Saved entries
§ §
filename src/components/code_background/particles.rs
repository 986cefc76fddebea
//! Particle field: plain particle data and the per-frame update rule.

use super::burst::Burst;
use super::config::{FieldConfig, PointerConfig};
use super::rng::FieldRng;

/// Drawable area in surface coordinates.
#[derive(Clone, Copy, Debug, Default, PartialEq)]
pub struct Bounds {
	pub width: f64,
	pub height: f64,
}

impl Bounds {
	pub fn new(width: f64, height: f64) -> Self {
		Self { width, height }
	}

	#[cfg(test)]
	pub fn contains(&self, x: f64, y: f64) -> bool {
		(0.0..=self.width).contains(&x) && (0.0..=self.height).contains(&y)
	}
}

/// Last known pointer position in surface coordinates.
#[derive(Clone, Copy, Debug, PartialEq)]
pub struct Pointer {
	pub x: f64,
	pub y: f64,
}

/// A single simulated point.
#[derive(Clone, Debug)]
pub struct Particle {
	pub x: f64,
	pub y: f64,
	pub vx: f64,
	pub vy: f64,
	pub radius: f64,
	/// Set when the current burst pushed this particle during the last update.
	pub charged: bool,
	/// Burst influence in [0, 1], reset every frame.
	pub charge: f64,
}

impl Particle {
	pub fn new(x: f64, y: f64, vx: f64, vy: f64, radius: f64) -> Self {
		Self {
			x,
			y,
			vx,
			vy,
			radius,
			charged: false,
			charge: 0.0,
		}
	}
}

/// Scatters `config.count` particles uniformly over `bounds`.
pub fn initialize(config: &FieldConfig, bounds: Bounds, rng: &mut FieldRng) -> Vec<Particle> {
	(0..config.count)
		.map(|_| {
			Particle::new(
				rng.range(0.0, bounds.width),
				rng.range(0.0, bounds.height),
				rng.range(-config.max_speed, config.max_speed),
				rng.range(-config.max_speed, config.max_speed),
				rng.range(config.radius_min, config.radius_max),
			)
		})
		.collect()
}

/// Acceleration toward the pointer, or `None` when out of range.
pub fn pointer_pull(p: &Particle, pointer: Pointer, config: &PointerConfig) -> Option<(f64, f64)> {
	let (dx, dy) = (pointer.x - p.x, pointer.y - p.y);
	let dist_sq = dx * dx + dy * dy;
	if dist_sq <= 0.0 || dist_sq >= config.radius * config.radius {
		return None;
	}
	let dist = dist_sq.sqrt();
	let force = (config.falloff / (dist + 1.0)).min(config.force_cap) * config.strength;
	Some((dx / dist * force, dy / dist * force))
}

/// Advances one particle by a single frame.
///
/// `pointer` is `None` when tracking is disabled or no pointer has been seen.
/// Forces are accumulated into velocity, then damped, integrated, and
/// reflected off the bounds. The position is clamped so it never leaves
/// `bounds`, even when a single step would tunnel past an edge.
pub fn update_particle(
	p: &mut Particle,
	pointer: Option<Pointer>,
	burst: Option<&Burst>,
	bounds: Bounds,
	field: &FieldConfig,
	pointer_config: &PointerConfig,
) {
	p.charged = false;
	p.charge = 0.0;

	if let Some((ax, ay)) = pointer.and_then(|ptr| pointer_pull(p, ptr, pointer_config)) {
		p.vx += ax;
		p.vy += ay;
	}

	if let Some(burst) = burst.filter(|b| b.active) {
		let (dx, dy) = (p.x - burst.x, p.y - burst.y);
		let dist_sq = dx * dx + dy * dy;
		if dist_sq > 0.0 && dist_sq < burst.radius * burst.radius {
			let dist = dist_sq.sqrt();
			let falloff = 1.0 - dist / burst.radius;
			let force = burst.current_force() * falloff;
			p.vx += dx / dist * force;
			p.vy += dy / dist * force;
			p.charged = true;
			p.charge = burst.fade() * falloff;
		}
	}

	p.vx *= field.damping;
	p.vy *= field.damping;
	p.x += p.vx;
	p.y += p.vy;

	if p.x < 0.0 || p.x > bounds.width {
		p.vx = -p.vx;
	}
	if p.y < 0.0 || p.y > bounds.height {
		p.vy = -p.vy;
	}
	p.x = p.x.clamp(0.0, bounds.width.max(0.0));
	p.y = p.y.clamp(0.0, bounds.height.max(0.0));
}

#[cfg(test)]
mod tests {
	use super::*;
	use crate::components::code_background::config::BurstConfig;

	const BOUNDS: Bounds = Bounds {
		width: 800.0,
		height: 600.0,
	};

	fn still(x: f64, y: f64) -> Particle {
		Particle::new(x, y, 0.0, 0.0, 2.0)
	}

	fn step(p: &mut Particle, pointer: Option<Pointer>, burst: Option<&Burst>) {
		let (field, pointer_config) = (FieldConfig::default(), PointerConfig::default());
		update_particle(p, pointer, burst, BOUNDS, &field, &pointer_config);
	}

	#[test]
	fn initialize_scatters_within_ranges() {
		let config = FieldConfig::default();
		let mut rng = FieldRng::new(1);
		let particles = initialize(&config, BOUNDS, &mut rng);
		assert_eq!(particles.len(), 300);
		for p in &particles {
			assert!(BOUNDS.contains(p.x, p.y));
			assert!(p.vx.abs() <= 0.15 && p.vy.abs() <= 0.15);
			assert!((1.0..3.0).contains(&p.radius));
			assert!(!p.charged);
		}
	}

	#[test]
	fn pointer_within_range_pulls_toward_it() {
		let mut p = still(350.0, 300.0);
		let field = FieldConfig::default();
		update_particle(
			&mut p,
			Some(Pointer { x: 400.0, y: 300.0 }),
			None,
			BOUNDS,
			&field,
			&PointerConfig::default(),
		);
		// min(100/51, 2) * 0.013, then damped once
		let expected = (100.0_f64 / 51.0).min(2.0) * 0.013 * 0.99;
		assert!((p.vx - expected).abs() < 1e-12);
		assert_eq!(p.vy, 0.0);
		assert!(p.x > 350.0);
	}

	#[test]
	fn attraction_grows_velocity_toward_pointer() {
		let mut p = Particle::new(350.0, 300.0, 0.1, 0.0, 2.0);
		let before = p.vx;
		update_particle(
			&mut p,
			Some(Pointer { x: 400.0, y: 300.0 }),
			None,
			BOUNDS,
			&FieldConfig::default(),
			&PointerConfig::default(),
		);
		assert!(p.vx > before);
	}

	#[test]
	fn pointer_out_of_range_only_damps() {
		let mut p = Particle::new(100.0, 300.0, 0.1, 0.0, 2.0);
		update_particle(
			&mut p,
			Some(Pointer { x: 400.0, y: 300.0 }),
			None,
			BOUNDS,
			&FieldConfig::default(),
			&PointerConfig::default(),
		);
		assert!((p.vx - 0.099).abs() < 1e-12);
	}

	#[test]
	fn no_pointer_means_no_pull() {
		let mut p = Particle::new(350.0, 300.0, 0.1, 0.0, 2.0);
		step(&mut p, None, None);
		assert!(p.vx < 0.1);
	}

	#[test]
	fn pointer_on_top_of_particle_is_ignored() {
		let p = still(400.0, 300.0);
		let pull = pointer_pull(&p, Pointer { x: 400.0, y: 300.0 }, &PointerConfig::default());
		assert!(pull.is_none());
	}

	#[test]
	fn burst_pushes_outward_and_charges() {
		let burst = Burst::spawn(300.0, 300.0, &BurstConfig::default());
		let mut p = still(330.0, 300.0);
		step(&mut p, None, Some(&burst));
		assert!(p.vx > 0.0);
		assert!(p.charged);
		assert!((p.charge - 0.8).abs() < 1e-12);
	}

	#[test]
	fn charge_resets_when_burst_is_gone() {
		let mut p = still(330.0, 300.0);
		p.charged = true;
		p.charge = 0.5;
		step(&mut p, None, None);
		assert!(!p.charged);
		assert_eq!(p.charge, 0.0);
	}

	#[test]
	fn inactive_burst_has_no_effect() {
		let mut burst = Burst::spawn(300.0, 300.0, &BurstConfig::default());
		burst.active = false;
		let mut p = still(330.0, 300.0);
		step(&mut p, None, Some(&burst));
		assert_eq!(p.vx, 0.0);
		assert!(!p.charged);
	}

	#[test]
	fn reflects_and_clamps_at_edges() {
		let mut p = Particle::new(799.5, 0.2, 2.0, -1.0, 2.0);
		step(&mut p, None, None);
		assert_eq!(p.x, 800.0);
		assert_eq!(p.y, 0.0);
		assert!(p.vx < 0.0);
		assert!(p.vy > 0.0);
	}

	#[test]
	fn fast_particles_never_leave_bounds() {
		let mut rng = FieldRng::new(99);
		let field = FieldConfig::default();
		let mut particles: Vec<Particle> = (0..50)
			.map(|_| {
				Particle::new(
					rng.range(0.0, 800.0),
					rng.range(0.0, 600.0),
					rng.range(-900.0, 900.0),
					rng.range(-900.0, 900.0),
					1.0,
				)
			})
			.collect();
		let pointer = Some(Pointer { x: 10.0, y: 590.0 });
		for _ in 0..200 {
			for p in &mut particles {
				update_particle(p, pointer, None, BOUNDS, &field, &PointerConfig::default());
				assert!(BOUNDS.contains(p.x, p.y), "({}, {}) escaped", p.x, p.y);
			}
		}
	}
}
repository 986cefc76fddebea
//! Leptos component hosting the background canvas.
//!
//! The canvas fills its `.code-background` container. Once the canvas is
//! mounted the controller is activated, and it is deactivated when the
//! component's owner is cleaned up (e.g. navigating to a route without it).

use std::cell::RefCell;
use std::rc::Rc;

use leptos::prelude::*;
use log::warn;
use web_sys::HtmlCanvasElement;

use super::host::{self, BrowserController};

/// Decorative particle background. Takes no props.
///
/// Any failure to start (no 2D context, detached canvas) leaves the page
/// rendering normally without the animation.
#[component]
pub fn CodeBackground() -> impl IntoView {
	let canvas_ref = NodeRef::<leptos::html::Canvas>::new();
	let controller: StoredValue<Option<Rc<RefCell<BrowserController>>>, LocalStorage> =
		StoredValue::new_local(None);

	Effect::new(move |_| {
		let Some(canvas) = canvas_ref.get() else {
			return;
		};
		if controller.with_value(|c| c.is_some()) {
			return;
		}
		let canvas: HtmlCanvasElement = canvas.into();
		match host::activate(canvas) {
			Ok(c) => controller.set_value(Some(c)),
			Err(e) => warn!("code-background: animation disabled: {}", e),
		}
	});

	on_cleanup(move || {
		if let Some(c) = controller.try_update_value(Option::take).flatten() {
			c.borrow_mut().deactivate();
		}
	});

	view! {
		<div class="code-background">
			<canvas node_ref=canvas_ref class="code-canvas" />
			<div class="code-overlay"></div>
		</div>
	}
}
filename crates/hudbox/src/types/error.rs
/*! Error types for HudBox config operations. */

use std::io;
use std::path::PathBuf;

/// Errors that can occur while reading or writing HudBox config files.
///
/// None of these are fatal to the application: the public loader and writer
/// collapse them into "no configuration" or a `false` success flag.
#[derive(Debug, thiserror::Error)]
pub enum HudboxError {
  #[error("Failed to read config {}: {source}", .path.display())]
  Read { path: PathBuf, source: io::Error },

  #[error("Malformed JSON in {}: {source}", .path.display())]
  Parse {
    path: PathBuf,
    source: serde_json::Error,
  },

  #[error("Unexpected config shape in {}: expected object or array, found {found}", .path.display())]
  UnexpectedShape { path: PathBuf, found: &'static str },

  #[error("No window records in {}", .path.display())]
  Empty { path: PathBuf },

  #[error("Failed to write config {}: {source}", .path.display())]
  Write { path: PathBuf, source: io::Error },

  #[error("Failed to serialize config: {0}")]
  Serialize(#[from] serde_json::Error),
}

/// Result type for HudBox config operations.
pub type HudboxResult<T> = Result<T, HudboxError>;
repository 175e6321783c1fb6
fn main() {
    tauri_build::build()
}
/**
 * Command Line
 *
 * `hudbox [CONFIG]` - CONFIG names a config file to read instead of
 * ~/.hudbox.json. An explicit file is never created.
 */
use std::path::PathBuf;

use clap::Parser;

#[derive(Debug, Parser)]
#[command(name = "hudbox", version, about = "Borderless, draggable web view windows")]
// Desktop launchers may append their own flags; those are not ours to reject.
#[command(ignore_errors = true)]
pub struct Cli {
    /// Config file to load (default: ~/.hudbox.json)
    #[arg(value_name = "CONFIG")]
    pub config: Option<PathBuf>,
}
/*!
Page styling and the drag hook.

The host web view has no per-window alpha or transparency switch that works
the same on every platform, so both are applied to the page itself through
one initialisation script that runs before any page script:

- `transparent` injects [`TRANSPARENT_PAGE_CSS`], and opacity below 1.0
  sets `opacity` on the document root. An opaque window keeps the web view's
  solid backdrop, where page opacity would only wash the page out, so its
  `opacity` has no visible effect.
- unlocked windows get a primary-button handler that asks the host to start
  a window move.
*/

use crate::types::WindowConfig;

/// Forces the page background to be see-through.
pub const TRANSPARENT_PAGE_CSS: &str = "html, body {
  background: transparent !important;
  background-color: transparent !important;
}
";

/// Elements that keep their own mouse behaviour instead of moving the window.
const INTERACTIVE_SELECTOR: &str =
  "a, button, input, textarea, select, option, label, summary, [contenteditable]";

/// Host command that begins an OS window move for the calling window.
pub const START_DRAGGING_COMMAND: &str = "plugin:window|start_dragging";

/// The user stylesheet for `config`, or `None` when the page is untouched.
pub fn page_css(config: &WindowConfig) -> Option<String> {
  if !config.is_transparent() {
    return None;
  }
  let mut css = TRANSPARENT_PAGE_CSS.to_owned();
  if config.opacity() < 1.0 {
    css.push_str(&format!("html {{ opacity: {} !important; }}\n", config.opacity()));
  }
  Some(css)
}

fn style_injection(css: &str) -> String {
  // A JSON string literal is a valid JS string literal.
  let literal = serde_json::Value::from(css).to_string();
  format!(
    r"(function () {{
  var css = {literal};
  var install = function () {{
    var style = document.createElement('style');
    style.setAttribute('data-hudbox', '');
    style.textContent = css;
    (document.head || document.documentElement).appendChild(style);
  }};
  if (document.documentElement) {{
    install();
  }} else {{
    document.addEventListener('DOMContentLoaded', install, {{ once: true }});
  }}
}})();
"
  )
}

fn drag_hook() -> String {
  let selector = serde_json::Value::from(INTERACTIVE_SELECTOR).to_string();
  let command = serde_json::Value::from(START_DRAGGING_COMMAND).to_string();
  format!(
    r"(function () {{
  var interactive = {selector};
  window.addEventListener('mousedown', function (event) {{
    if (event.button !== 0 || event.defaultPrevented) return;
    var target = event.target;
    if (target && target.closest && target.closest(interactive)) return;
    var internals = window.__TAURI_INTERNALS__;
    if (!internals) return;
    event.preventDefault();
    internals.invoke({command});
  }});
}})();
"
  )
}

/// Initialisation script for a window showing `config`.
///
/// Returns `None` when the window needs neither styling nor a drag hook
/// (an opaque, locked window).
pub fn page_script(config: &WindowConfig) -> Option<String> {
  let mut script = String::new();
  if let Some(css) = page_css(config) {
    script.push_str(&style_injection(&css));
  }
  if !config.is_locked() {
    script.push_str(&drag_hook());
  }
  (!script.is_empty()).then_some(script)
}
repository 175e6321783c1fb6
/*!
Default config bootstrap.

Writes the canonical document: a one-element array holding the built-in
window defaults, pretty-printed. The file is staged next to its target and
renamed into place; readers never see a partial document.
*/

use std::ffi::{OsStr, OsString};
use std::fs;
use std::path::{Path, PathBuf};

use crate::types::{HudboxError, HudboxResult, WindowConfig};

/// The canonical default config document.
pub fn default_config_document() -> HudboxResult<String> {
  let mut document = serde_json::to_string_pretty(&[WindowConfig::default()])?;
  document.push('\n');
  Ok(document)
}

fn staging_path(path: &Path) -> PathBuf {
  let mut name = OsString::from(".");
  name.push(path.file_name().unwrap_or_else(|| OsStr::new("hudbox")));
  name.push(".tmp");
  path.with_file_name(name)
}

/// Write the default config document to `path`, replacing any existing file.
pub fn try_write_default_config(path: impl AsRef<Path>) -> HudboxResult<()> {
  let path = path.as_ref();
  let document = default_config_document()?;
  let staging = staging_path(path);

  let written = fs::write(&staging, document).and_then(|()| fs::rename(&staging, path));
  if let Err(source) = written {
    fs::remove_file(&staging).ok();
    return Err(HudboxError::Write {
      path: path.to_path_buf(),
      source,
    });
  }
  Ok(())
}

/// Write the default config document to `path`.
///
/// Returns whether the write succeeded. Failures are logged as warnings and
/// never abort the caller.
pub fn write_default_config(path: impl AsRef<Path>) -> bool {
  let path = path.as_ref();
  match try_write_default_config(path) {
    Ok(()) => {
      log::info!("Wrote default config to {}", path.display());
      true
    }
    Err(e) => {
      log::warn!("{e}");
      false
    }
  }
}

/// Create the default config at `path` unless something already exists there.
///
/// Existing files are never touched, whatever their contents.
pub fn ensure_default_config_exists(path: impl AsRef<Path>) {
  let path = path.as_ref();
  match path.try_exists() {
    Ok(true) => {}
    Ok(false) => {
      write_default_config(path);
    }
    Err(e) => log::debug!("Cannot check {}: {e}", path.display()),
  }
}
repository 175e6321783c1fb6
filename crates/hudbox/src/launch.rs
/*!
Launch flow - from a config source to presented windows.

```ignore
use hudbox::{launch, resolve_config_source, SystemHome};

let source = resolve_config_source(cli.config, &SystemHome);
let shown = launch(&source, &mut presenter);
```

The GUI side only has to implement [`Presenter`]. Everything before that
(bootstrap, loading, fallback to one default window) happens here.
*/

use std::fmt;

use crate::bootstrap::ensure_default_config_exists;
use crate::loader::load_configs;
use crate::source::ConfigSource;
use crate::style::page_script;
use crate::types::WindowConfig;

/// Prefix of every HudBox window label.
pub const WINDOW_LABEL_PREFIX: &str = "hudbox-";

/// Everything the presentation layer needs to show one window.
///
/// Owns its [`WindowConfig`]; the plan is handed to the presenter once and
/// not kept by the launch flow.
#[derive(Debug, Clone, PartialEq)]
pub struct WindowPlan {
  label: String,
  config: WindowConfig,
  init_script: Option<String>,
}

impl WindowPlan {
  /// Plan the `index`-th window of a run.
  pub fn new(index: usize, config: WindowConfig) -> Self {
    Self {
      label: format!("{WINDOW_LABEL_PREFIX}{index}"),
      init_script: page_script(&config),
      config,
    }
  }

  /// Unique window label within the run.
  pub fn label(&self) -> &str {
    &self.label
  }

  /// The window's configuration.
  pub const fn config(&self) -> &WindowConfig {
    &self.config
  }

  /// HudBox windows never show OS decorations.
  pub const fn decorations(&self) -> bool {
    false
  }

  /// HudBox windows can always be resized.
  pub const fn resizable(&self) -> bool {
    true
  }

  /// Script to run in the page before any page script.
  ///
  /// Unlocked windows get the drag hook here; locked windows never do.
  pub fn init_script(&self) -> Option<&str> {
    self.init_script.as_deref()
  }

  /// Give the configuration back, dropping the plan.
  pub fn into_config(self) -> WindowConfig {
    self.config
  }
}

/// The presentation layer: turns a [`WindowPlan`] into an on-screen window.
pub trait Presenter {
  /// Why a window could not be shown. Logged, never fatal.
  type Error: fmt::Display;

  /// Show one window. The plan is handed over for good.
  fn present_window(&mut self, plan: WindowPlan) -> Result<(), Self::Error>;
}

/// Resolve the windows to show for `source`.
///
/// Bootstraps the default file when the source calls for it, then loads.
/// Never returns an empty list: when nothing loads, one default window is
/// returned.
pub fn collect_windows(source: &ConfigSource) -> Vec<WindowConfig> {
  let Some(path) = source.path() else {
    log::info!("No config path available, using built-in defaults");
    return vec![WindowConfig::default()];
  };

  if source.bootstraps() {
    ensure_default_config_exists(path);
  }

  match load_configs(path) {
    Some(configs) => {
      log::info!("Loaded {} window config(s) from {source}", configs.len());
      configs
    }
    None => {
      log::info!("No usable config at {source}, using built-in defaults");
      vec![WindowConfig::default()]
    }
  }
}

/// Present every window for `source`, in config order.
///
/// A presenter failure is logged and does not stop the remaining windows.
/// Returns how many windows were presented.
pub fn launch<P: Presenter>(source: &ConfigSource, presenter: &mut P) -> usize {
  let mut presented = 0;
  for (index, config) in collect_windows(source).into_iter().enumerate() {
    let plan = WindowPlan::new(index, config);
    let label = plan.label().to_owned();
    match presenter.present_window(plan) {
      Ok(()) => presented += 1,
      Err(e) => log::warn!("Failed to present window {label}: {e}"),
    }
  }
  presented
}

#[cfg(test)]
mod tests {
  use super::*;
  use crate::bootstrap::default_config_document;
  use std::fs;
  use std::path::PathBuf;

  /// Records plans; fails for any address listed in `reject`.
  #[derive(Default)]
  struct RecordingPresenter {
    presented: Vec<WindowPlan>,
    reject: Vec<&'static str>,
  }

  impl Presenter for RecordingPresenter {
    type Error = String;

    fn present_window(&mut self, plan: WindowPlan) -> Result<(), Self::Error> {
      if self.reject.iter().any(|r| *r == plan.config().address()) {
        return Err(format!("cannot load {}", plan.config().address()));
      }
      self.presented.push(plan);
      Ok(())
    }
  }

  fn titles(presenter: &RecordingPresenter) -> Vec<&str> {
    presenter
      .presented
      .iter()
      .map(|plan| plan.config().title())
      .collect()
  }

  mod plan {
    use super::*;

    #[test]
    fn labels_are_indexed() {
      assert_eq!(WindowPlan::new(0, WindowConfig::default()).label(), "hudbox-0");
      assert_eq!(WindowPlan::new(7, WindowConfig::default()).label(), "hudbox-7");
    }

    #[test]
    fn undecorated_and_resizable() {
      let plan = WindowPlan::new(0, WindowConfig::default());
      assert!(!plan.decorations());
      assert!(plan.resizable());
    }

    #[test]
    fn only_unlocked_windows_get_drag_hook() {
      let locked = WindowPlan::new(0, WindowConfig::default().with_locked(true));
      assert!(
        !locked.init_script().is_some_and(|s| s.contains("start_dragging")),
        "locked window must not be draggable"
      );
      let unlocked = WindowPlan::new(1, WindowConfig::default());
      assert!(unlocked.init_script().is_some_and(|s| s.contains("start_dragging")));
    }

    #[test]
    fn carries_page_script() {
      let plan = WindowPlan::new(0, WindowConfig::default());
      assert!(plan.init_script().is_some_and(|s| s.contains("start_dragging")));
    }

    #[test]
    fn into_config_returns_owned_config() {
      let cfg = WindowConfig::default().with_title("mine");
      assert_eq!(WindowPlan::new(3, cfg.clone()).into_config(), cfg);
    }
  }

  mod collect {
    use super::*;

    #[test]
    fn unavailable_source_gives_one_default() {
      assert_eq!(
        collect_windows(&ConfigSource::Unavailable),
        vec![WindowConfig::default()]
      );
    }

    #[test]
    fn default_source_is_bootstrapped() {
      let dir = tempfile::tempdir().unwrap();
      let path = dir.path().join(".hudbox.json");

      let windows = collect_windows(&ConfigSource::Default(path.clone()));
      assert_eq!(windows, vec![WindowConfig::default()]);
      assert_eq!(
        fs::read_to_string(&path).unwrap(),
        default_config_document().unwrap()
      );
    }

    #[test]
    fn explicit_source_is_never_created() {
      let dir = tempfile::tempdir().unwrap();
      let path = dir.path().join("custom.json");

      let windows = collect_windows(&ConfigSource::Explicit(path.clone()));
      assert_eq!(windows, vec![WindowConfig::default()], "falls back in memory");
      assert!(!path.exists(), "explicit path must not be created");
    }

    #[test]
    fn existing_default_file_is_used() {
      let dir = tempfile::tempdir().unwrap();
      let path = dir.path().join(".hudbox.json");
      fs::write(&path, r#"[{"title": "one"}, {"title": "two"}]"#).unwrap();

      let windows = collect_windows(&ConfigSource::Default(path));
      let titles: Vec<_> = windows.iter().map(WindowConfig::title).collect();
      assert_eq!(titles, ["one", "two"]);
    }

    #[test]
    fn broken_file_falls_back() {
      let dir = tempfile::tempdir().unwrap();
      let path = dir.path().join(".hudbox.json");
      fs::write(&path, "{ not json").unwrap();

      assert_eq!(
        collect_windows(&ConfigSource::Default(path.clone())),
        vec![WindowConfig::default()]
      );
      assert_eq!(
        fs::read_to_string(&path).unwrap(),
        "{ not json",
        "existing file is left alone"
      );
    }
  }

  mod run {
    use super::*;

    #[test]
    fn presents_in_config_order() {
      let dir = tempfile::tempdir().unwrap();
      let path = dir.path().join("hud.json");
      fs::write(
        &path,
        r#"[{"title": "A", "address": "https://a.test"}, {"title": "B", "address": "https://b.test"}]"#,
      )
      .unwrap();

      let mut presenter = RecordingPresenter::default();
      let shown = launch(&ConfigSource::Explicit(path), &mut presenter);

      assert_eq!(shown, 2);
      assert_eq!(titles(&presenter), ["A", "B"]);
      let labels: Vec<_> = presenter.presented.iter().map(WindowPlan::label).collect();
      assert_eq!(labels, ["hudbox-0", "hudbox-1"]);
    }

    #[test]
    fn failure_does_not_stop_other_windows() {
      let dir = tempfile::tempdir().unwrap();
      let path = dir.path().join("hud.json");
      fs::write(
        &path,
        r#"[{"title": "A", "address": "bad"}, {"title": "B", "address": "https://b.test"}]"#,
      )
      .unwrap();

      let mut presenter = RecordingPresenter {
        reject: vec!["bad"],
        ..Default::default()
      };
      let shown = launch(&ConfigSource::Explicit(path), &mut presenter);

      assert_eq!(shown, 1);
      assert_eq!(titles(&presenter), ["B"]);
    }

    #[test]
    fn missing_explicit_file_shows_default_window() {
      let mut presenter = RecordingPresenter::default();
      let shown = launch(
        &ConfigSource::Explicit(PathBuf::from("/definitely/not/here.json")),
        &mut presenter,
      );

      assert_eq!(shown, 1);
      assert_eq!(presenter.presented[0].config(), &WindowConfig::default());
    }
  }
}
/**
 * Tauri Presenter
 *
 * Shows each planned HudBox window as an undecorated Tauri webview window
 * pointed at the configured address. Page styling and the drag hook are
 * installed through the plan's initialisation script.
 */
use hudbox::{Presenter, WindowPlan};
use tauri::window::Color;
use tauri::{AppHandle, Runtime, Url, WebviewUrl, WebviewWindowBuilder};

#[derive(Debug, thiserror::Error)]
pub enum PresentError {
    #[error("'{address}' is not a valid URL: {source}")]
    InvalidAddress {
        address: String,
        source: url::ParseError,
    },

    #[error(transparent)]
    Tauri(#[from] tauri::Error),
}

pub struct TauriPresenter<R: Runtime> {
    app: AppHandle<R>,
}

impl<R: Runtime> TauriPresenter<R> {
    pub fn new(app: AppHandle<R>) -> Self {
        Self { app }
    }
}

impl<R: Runtime> Presenter for TauriPresenter<R> {
    type Error = PresentError;

    fn present_window(&mut self, plan: WindowPlan) -> Result<(), Self::Error> {
        let config = plan.config();
        let url = Url::parse(config.address()).map_err(|source| PresentError::InvalidAddress {
            address: config.address().to_owned(),
            source,
        })?;

        let mut builder = WebviewWindowBuilder::new(&self.app, plan.label(), WebviewUrl::External(url))
            .title(config.title())
            .inner_size(f64::from(config.width()), f64::from(config.height()))
            .decorations(plan.decorations())
            .resizable(plan.resizable())
            .transparent(config.is_transparent());

        if config.is_transparent() {
            builder = builder.background_color(Color(0, 0, 0, 0));
        }
        if let Some(script) = plan.init_script() {
            builder = builder.initialization_script(script);
        }

        builder.build()?;
        log::debug!(
            "Opened {} ({}x{}, opacity {}, locked {}, transparent {})",
            plan.label(),
            config.width(),
            config.height(),
            config.opacity(),
            config.is_locked(),
            config.is_transparent()
        );
        Ok(())
    }
}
§ §
:: What the task requires ::
Reproduce the entries above exactly, starting at their first line and finishing with the line that contains "area in surface coordinates.".

:: Task output ::
filename src/components/code_background/particles.rs
repository 986cefc76fddebea
//! Particle field: plain particle data and the per-frame update rule.

use super::burst::Burst;
use super::config::{FieldConfig, PointerConfig};
use super::rng::FieldRng;

/// Drawable area in surface coordinates.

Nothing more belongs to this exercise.